* TASK GOAL *
Please repeat the records below exactly, from the first line through the line containing "Ok(rows.into_iter().map(Self::map_row).collect())", and nothing more.

* MATERIAL PROVIDED *
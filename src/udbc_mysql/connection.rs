use async_trait::async_trait;
use mysql_async::prelude::Queryable;
use mysql_async::{Conn, Row as MyRow};
use std::collections::HashMap;

use crate::error::DbError;
use crate::udbc::connection::Connection;
use crate::udbc::value::Value;
use crate::udbc_mysql::value_codec::{from_mysql_value, to_mysql_value};

pub struct MysqlConnection {
    conn: Conn,
    in_transaction: bool,
}

impl MysqlConnection {
    pub fn new(conn: Conn) -> Self {
        Self {
            conn,
            in_transaction: false,
        }
    }

    fn map_row(row: MyRow) -> HashMap<String, Value> {
        let mut out = HashMap::new();
        let cols = row.columns_ref();
        for i in 0..row.len() {
            let v = row.as_ref(i).map(from_mysql_value).unwrap_or(Value::Null);
            let name = cols
                .get(i)
                .map(|c| c.name_str().to_string())
                .unwrap_or_else(|| i.to_string());
            out.insert(name, v);
        }
        out
    }

    fn params(args: &[Value]) -> mysql_async::Params {
        if args.is_empty() {
            mysql_async::Params::Empty
        } else {
            mysql_async::Params::Positional(args.iter().map(to_mysql_value).collect())
        }
    }
}

#[async_trait]
impl Connection for MysqlConnection {
    async fn query(
        &mut self,
        sql: &str,
        args: &[Value],
    ) -> Result<Vec<HashMap<String, Value>>, DbError> {
        let rows: Vec<MyRow> = self.conn.exec(sql, Self::params(args)).await?;
        Ok(rows.into_iter().map(Self::map_row).collect())
    }

    async fn execute(&mut self, sql: &str, args: &[Value]) -> Result<u64, DbError> {
        self.conn.exec_drop(sql, Self::params(args)).await?;
        Ok(self.conn.affected_rows())
    }

    async fn last_insert_id(&mut self) -> Result<u64, DbError> {
        Ok(self.conn.last_insert_id().unwrap_or(0))
    }

    async fn begin(&mut self) -> Result<(), DbError> {
        self.conn.query_drop("BEGIN").await?;
        self.in_transaction = true;
        Ok(())
    }

    async fn commit(&mut self) -> Result<(), DbError> {
        self.conn.query_drop("COMMIT").await?;
        self.in_transaction = false;
        Ok(())
    }

    async fn rollback(&mut self) -> Result<(), DbError> {
        self.conn.query_drop("ROLLBACK").await?;
        self.in_transaction = false;
        Ok(())
    }

    fn in_transaction(&self) -> bool {
        self.in_transaction
    }

    async fn ping(&mut self) -> Result<(), DbError> {
        self.conn.ping().await?;
        Ok(())
    }

    async fn close(self: Box<Self>) -> Result<(), DbError> {
        self.conn.disconnect().await?;
        Ok(())
    }
}
//! Bounded pool of physical database connections.
//!
//! The pool never holds its lock across I/O: connects, probes and closes run
//! on the caller's task after the state transition has been recorded. Slots
//! (the right to own one physical connection) are counted in `total`; a slot
//! is either parked with an idle connection, owned by a [`PooledConnection`],
//! or in flight to a queued waiter.

use std::collections::VecDeque;
use std::sync::Arc;
use std::sync::atomic::{AtomicU64, Ordering};
use std::time::{Duration, Instant};

use parking_lot::Mutex;
use serde::Serialize;
use tokio::sync::oneshot;
use tracing::{debug, error, info, warn};

use crate::error::DbError;
use crate::health;
use crate::models::db_config::PoolOptions;
use crate::udbc::connection::Connection;
use crate::udbc::driver::Driver;

/// Lifecycle state of a physical connection.
///
/// `Idle` is only ever held on the pool side: a [`PooledConnection`] in a
/// caller's hands is `InUse` until it is released, or `Broken` once
/// [`mark_broken`](PooledConnection::mark_broken) was called.
#[derive(Debug, Clone, Copy, PartialEq, Eq, Serialize)]
pub enum ConnectionState {
    /// Parked in the pool's idle set.
    Idle,
    /// Borrowed by exactly one holder.
    InUse,
    /// Unusable; closed instead of recycled on release.
    Broken,
}

/// A physical connection while it is parked in the idle set or handed to a waiter.
pub(crate) struct Entry {
    id: u64,
    raw: Box<dyn Connection>,
    created_at: Instant,
    last_validated: Instant,
    idle_since: Instant,
}

/// What a release hands to the longest waiter.
enum Grant {
    /// An idle, transaction-clean connection.
    Conn(Entry),
    /// A freed slot; the waiter opens a replacement connection itself.
    Slot,
}

struct PoolState {
    idle: Vec<Entry>,
    total: usize,
    waiters: VecDeque<oneshot::Sender<Grant>>,
    closed: bool,
}

#[derive(Default)]
struct Counters {
    opened: AtomicU64,
    closed: AtomicU64,
    acquired: AtomicU64,
    released: AtomicU64,
    discarded: AtomicU64,
    timed_out: AtomicU64,
    connect_failures: AtomicU64,
}

impl Counters {
    fn bump(counter: &AtomicU64) {
        counter.fetch_add(1, Ordering::Relaxed);
    }

    fn get(counter: &AtomicU64) -> u64 {
        counter.load(Ordering::Relaxed)
    }
}

pub(crate) struct PoolInner {
    name: String,
    driver: Arc<dyn Driver>,
    options: PoolOptions,
    state: Mutex<PoolState>,
    counters: Counters,
    next_id: AtomicU64,
}
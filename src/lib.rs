//! Bounded connection pool and scoped transactions.
//!
//! Business code borrows a connection only through
//! [`ConnectionPool::with_scope`]: the work runs in a transaction that is
//! committed on `Ok`, rolled back on `Err`, and the connection is returned to
//! the pool exactly once on every exit path.

pub mod error;
pub mod health;
pub mod models;
pub mod pool;
pub mod transaction;
pub mod udbc;
#[cfg(feature = "mysql")]
pub mod udbc_mysql;

pub use error::{DbError, ScopeError};
pub use models::db_config::PoolOptions;
pub use pool::{ConnectionPool, ConnectionState, PoolStatus, PooledConnection};
pub use transaction::{ScopeOutcome, Transaction, TransactionScope};
use std::sync::Arc;

use collectflow_db::udbc_mysql::MysqlDriver;
use collectflow_db::{ConnectionPool, PoolOptions};
use tracing::info;
use tracing_subscriber::{fmt, EnvFilter};

#[tokio::main]
async fn main() -> anyhow::Result<()> {
    dotenvy::dotenv().ok();
    let level = std::env::var("LOG_LEVEL").unwrap_or_else(|_| "info".to_string());
    fmt()
        .with_env_filter(EnvFilter::try_from_default_env().unwrap_or_else(|_| EnvFilter::new(level)))
        .init();

    let options = PoolOptions::from_env()?;
    let driver = MysqlDriver::new(options.url.clone())
        .name("main")
        .connect_timeout(options.acquire_timeout)
        .build()?;
    let pool = ConnectionPool::connect(Arc::new(driver), options).await?;

    let rows = pool
        .with_scope(|tx| Box::pin(async move { tx.query("SELECT 1 AS ok", &[]).await }))
        .await
        .map_err(|e| e.into_work_error())?;
    info!(rows = rows.len(), "database reachable");

    let status = pool.status();
    info!(
        total = status.total,
        idle = status.idle,
        in_use = status.in_use,
        "pool status"
    );

    pool.close().await;
    Ok(())
}
use std::time::Duration;

use thiserror::Error;

/// Errors raised by the pool, the transaction scope and the drivers.
#[derive(Error, Debug)]
pub enum DbError {
    #[error("General error: {0}")]
    General(String),
    #[error("Driver error: {0}")]
    Driver(#[source] Box<dyn std::error::Error + Send + Sync>),
    #[error("Connection error: {0}")]
    Connection(String),
    #[error("Query error: {0}")]
    Query(String),
    #[error("Invalid database URL: {0}")]
    InvalidDatabaseUrl(String),
    #[error("Database error: {0}")]
    Database(String),
    #[error("Configuration error: {0}")]
    Config(String),

    /// No connection became available before the acquire timeout.
    #[error("Connection pool exhausted: no connection available within {0:?}")]
    PoolExhausted(Duration),
    /// Opening a new physical connection failed.
    #[error("Connection unavailable: {0}")]
    ConnectionUnavailable(#[source] Box<DbError>),
    #[error("Commit failed: {0}")]
    CommitFailed(#[source] Box<DbError>),
    #[error("Rollback failed: {0}")]
    RollbackFailed(#[source] Box<DbError>),
    #[error("Connection pool is closed")]
    PoolClosed,
}

impl DbError {
    /// Capacity errors the caller may retry after backing off.
    pub fn is_retriable(&self) -> bool {
        matches!(
            self,
            DbError::PoolExhausted(_) | DbError::ConnectionUnavailable(_)
        )
    }
}

/// Failure of a unit of work run inside a [`TransactionScope`].
///
/// [`TransactionScope`]: crate::transaction::TransactionScope
#[derive(Error, Debug)]
pub enum ScopeError<E> {
    /// The scope itself failed: acquire, `BEGIN` or commit.
    #[error(transparent)]
    Db(#[from] DbError),
    /// The work returned an error. The transaction was rolled back; if that
    /// rollback also failed its error is kept in `rollback`.
    #[error("Unit of work failed: {source}")]
    WorkFailed {
        source: E,
        rollback: Option<DbError>,
    },
}

impl<E> ScopeError<E> {
    pub fn rollback_error(&self) -> Option<&DbError> {
        match self {
            ScopeError::WorkFailed { rollback, .. } => rollback.as_ref(),
            ScopeError::Db(_) => None,
        }
    }

    pub fn work_error(&self) -> Option<&E> {
        match self {
            ScopeError::WorkFailed { source, .. } => Some(source),
            ScopeError::Db(_) => None,
        }
    }

    /// Collapses into the business error type. The rollback failure, if any,
    /// has already been logged by the scope and is dropped here.
    pub fn into_work_error(self) -> E
    where
        E: From<DbError>,
    {
        match self {
            ScopeError::Db(e) => E::from(e),
            ScopeError::WorkFailed { source, .. } => source,
        }
    }
}

#[cfg(feature = "mysql")]
impl From<mysql_async::Error> for DbError {
    fn from(e: mysql_async::Error) -> Self {
        DbError::Database(e.to_string())
    }
}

* RESPONSE TO THE TASK *
filename src/udbc_mysql/connection.rs
use async_trait::async_trait;
use mysql_async::prelude::Queryable;
use mysql_async::{Conn, Row as MyRow};
use std::collections::HashMap;

use crate::error::DbError;
use crate::udbc::connection::Connection;
use crate::udbc::value::Value;
use crate::udbc_mysql::value_codec::{from_mysql_value, to_mysql_value};

pub struct MysqlConnection {
    conn: Conn,
    in_transaction: bool,
}

impl MysqlConnection {
    pub fn new(conn: Conn) -> Self {
        Self {
            conn,
            in_transaction: false,
        }
    }

    fn map_row(row: MyRow) -> HashMap<String, Value> {
        let mut out = HashMap::new();
        let cols = row.columns_ref();
        for i in 0..row.len() {
            let v = row.as_ref(i).map(from_mysql_value).unwrap_or(Value::Null);
            let name = cols
                .get(i)
                .map(|c| c.name_str().to_string())
                .unwrap_or_else(|| i.to_string());
            out.insert(name, v);
        }
        out
    }

    fn params(args: &[Value]) -> mysql_async::Params {
        if args.is_empty() {
            mysql_async::Params::Empty
        } else {
            mysql_async::Params::Positional(args.iter().map(to_mysql_value).collect())
        }
    }
}

#[async_trait]
impl Connection for MysqlConnection {
    async fn query(
        &mut self,
        sql: &str,
        args: &[Value],
    ) -> Result<Vec<HashMap<String, Value>>, DbError> {
        let rows: Vec<MyRow> = self.conn.exec(sql, Self::params(args)).await?;
        Ok(rows.into_iter().map(Self::map_row).collect())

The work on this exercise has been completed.